You can turn on CloudTrail logging with a single command, but how do you use the data for audits and automation? In this post, I’ll describe cloudtrail-parquet-glue, which makes CloudTrail logs efficiently Athena-searchable with minimal custom code (because ”the best code is no code”) using AWS Glue.

First, why use Athena for CloudTrail logs?

  • Athena uses familiar expressive SQL and allows you to search large volumes of data efficiently. I find other CloudTrail data stores awkward to use (e.g. the CloudTrail log insights query language).
  • CloudTrail Athena queries can be automated and chained with other serverless technologies like Lambda to create security automation tailored to your AWS usage. You can build alerts that have reduced false positives and negatives, are enriched with additional data, and are presented to end-users in a way that makes sense to your organization.
  • Athena tables are integrated with other AWS data tools like AWS QuickSight.
  • Athena can cross-reference CloudTrail logs with other forms of logs (e.g. IPs in access logs), making complicated data analysis scenarios easier.
  • Having CloudTrail logs in the AWS data platform lets you tap into the benefits of a data lake architecture, as opposed to having your logs isolated in a third-party service.

If you want to use Athena to query CloudTrail, there are several alternatives. The post has two parts — a survey of existing “CloudTrail logs queryable in Athena” projects, and a description of my novel cloudtrail-parquet-glue project that builds a Glue workflow to connect Athena to CloudTrail.
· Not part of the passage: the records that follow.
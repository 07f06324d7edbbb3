use uuid::Uuid;

use quill_queue::Disposition;

pub type Result<T, E = Error> = std::result::Result<T, E>;

#[derive(Debug, thiserror::Error)]
pub enum Error {
	#[error("Malformed indexing request: {message}")]
	MalformedPayload { message: String },
	#[error("Note {note_id} does not exist.")]
	NoteNotFound { note_id: Uuid },
	#[error("Embedding dimension {actual} does not match configured dimension {expected}.")]
	DimensionMismatch { expected: u32, actual: usize },
	#[error("Embedding value at index {index} is not finite.")]
	NonFiniteVector { index: usize },
	#[error("Failed to render source text: {message}")]
	SourceText { message: String },
	#[error("Worker task failed: {message}")]
	Join { message: String },
	#[error(transparent)]
	Embedding(#[from] quill_providers::Error),
	#[error(transparent)]
	Storage(#[from] quill_storage::Error),
	#[error(transparent)]
	Channel(#[from] quill_queue::Error),
}
impl Error {
	/// Whether a message that failed with this error is worth delivering again.
	pub fn disposition(&self) -> Disposition {
		match self {
			Self::MalformedPayload { .. }
			| Self::NoteNotFound { .. }
			| Self::DimensionMismatch { .. }
			| Self::NonFiniteVector { .. }
			| Self::SourceText { .. } => Disposition::DeadLetter,
			Self::Embedding(err) if !err.is_transient() => Disposition::DeadLetter,
			Self::Storage(quill_storage::Error::InvalidArgument(_)) => Disposition::DeadLetter,
			Self::Embedding(_) | Self::Storage(_) | Self::Channel(_) | Self::Join { .. } =>
				Disposition::Retry,
		}
	}
}

#[cfg(test)]
mod tests {
	use super::*;

	#[test]
	fn terminal_errors_dead_letter() {
		let not_found = Error::NoteNotFound { note_id: Uuid::nil() };
		let credentials = Error::Embedding(quill_providers::Error::InvalidCredentials {
			provider_id: "p".to_string(),
			status: 401,
		});

		assert_eq!(not_found.disposition(), Disposition::DeadLetter);
		assert_eq!(credentials.disposition(), Disposition::DeadLetter);
		assert_eq!(
			Error::DimensionMismatch { expected: 3, actual: 2 }.disposition(),
			Disposition::DeadLetter
		);
	}

	#[test]
	fn unusable_vectors_dead_letter() {
		let rejected = Error::Storage(quill_storage::Error::InvalidArgument(
			"Embedding contains a non-finite value.".to_string(),
		));

		assert_eq!(Error::NonFiniteVector { index: 0 }.disposition(), Disposition::DeadLetter);
		assert_eq!(rejected.disposition(), Disposition::DeadLetter);
	}

	#[test]
	fn outages_retry() {
		let outage = Error::Embedding(quill_providers::Error::ModelUnavailable {
			provider_id: "p".to_string(),
			message: "503".to_string(),
		});
		let storage = Error::Storage(quill_storage::Error::Conflict("busy".to_string()));

		assert_eq!(outage.disposition(), Disposition::Retry);
		assert_eq!(storage.disposition(), Disposition::Retry);
	}
}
Existing approaches for querying CloudTrail logs with Athena

Several projects have tried to make Athena and CloudTrail work better together. In 2018, I demonstrated how Athena could query CloudTrail logs in S3 with Lambda-created partitions. In August 2019, GorillaStack published Query your CloudTrail like a pro with Athena, where they described the athena-cloudtrail-partitioner project. In October 2019, Duo published Introducing CloudTrail-Partitioner which describes the cloudtrail-partitioner project. The projects have a few differences — AWS CDK rather than CloudFormation, different Lambda error handling— but are otherwise similar.